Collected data

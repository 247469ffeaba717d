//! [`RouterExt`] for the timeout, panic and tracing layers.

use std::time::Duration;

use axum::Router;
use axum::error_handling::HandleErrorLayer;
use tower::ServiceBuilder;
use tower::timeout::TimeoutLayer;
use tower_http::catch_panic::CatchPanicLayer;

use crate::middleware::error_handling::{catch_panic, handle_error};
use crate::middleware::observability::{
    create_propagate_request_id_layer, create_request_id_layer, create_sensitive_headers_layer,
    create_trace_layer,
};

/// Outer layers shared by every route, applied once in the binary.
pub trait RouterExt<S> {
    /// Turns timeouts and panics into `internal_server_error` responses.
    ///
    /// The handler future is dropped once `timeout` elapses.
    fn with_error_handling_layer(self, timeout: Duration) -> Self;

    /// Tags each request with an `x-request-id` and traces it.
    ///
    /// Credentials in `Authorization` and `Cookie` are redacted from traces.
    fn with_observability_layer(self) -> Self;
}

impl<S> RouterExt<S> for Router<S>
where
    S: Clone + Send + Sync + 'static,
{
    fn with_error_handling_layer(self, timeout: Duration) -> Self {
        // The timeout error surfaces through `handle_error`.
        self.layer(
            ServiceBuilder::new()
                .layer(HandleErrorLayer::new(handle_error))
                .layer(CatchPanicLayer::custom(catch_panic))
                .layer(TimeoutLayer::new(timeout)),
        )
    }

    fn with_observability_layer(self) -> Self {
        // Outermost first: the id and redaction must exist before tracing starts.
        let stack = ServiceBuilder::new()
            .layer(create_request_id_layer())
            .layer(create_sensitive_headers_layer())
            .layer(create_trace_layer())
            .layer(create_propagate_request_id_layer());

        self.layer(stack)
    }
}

TO DO: All records above need to be set down again exactly as written.

REPLY TO THE EXERCISE:
repository 247469ffeaba717d
//! [`RouterExt`] for the timeout, panic and tracing layers.

use std::time::Duration;

use axum::Router;
use axum::error_handling::HandleErrorLayer;
use tower::ServiceBuilder;
use tower::timeout::TimeoutLayer;
use tower_http::catch_panic::CatchPanicLayer;

use crate::middleware::error_handling::{catch_panic, handle_error};
use crate::middleware::observability::{
    create_propagate_request_id_layer, create_request_id_layer, create_sensitive_headers_layer,
    create_trace_layer,
};

/// Outer layers shared by every route, applied once in the binary.
pub trait RouterExt<S> {
    /// Turns timeouts and panics into `internal_server_error` responses.
    ///
    /// The handler future is dropped once `timeout` elapses.
    fn with_error_handling_layer(self, timeout: Duration) -> Self;

    /// Tags each request with an `x-request-id` and traces it.
    ///
    /// Credentials in `Authorization` and `Cookie` are redacted from traces.
    fn with_observability_layer(self) -> Self;
}

impl<S> RouterExt<S> for Router<S>
where
    S: Clone + Send + Sync + 'static,
{
    fn with_error_handling_layer(self, timeout: Duration) -> Self {
        // The timeout error surfaces through `handle_error`.
        self.layer(
            ServiceBuilder::new()
                .layer(HandleErrorLayer::new(handle_error))
                .layer(CatchPanicLayer::custom(catch_panic))
                .layer(TimeoutLayer::new(timeout)),
        )
    }

    fn with_observability_layer(self) -> Self {
        // Outermost first: the id and redaction must exist before tracing starts.
        let stack = ServiceBuilder::new()
            .layer(create_request_id_layer())
            .layer(create_sensitive_headers_layer())
            .layer(create_trace_layer())
            .layer(create_propagate_request_id_layer());

        self.layer(stack)
    }
}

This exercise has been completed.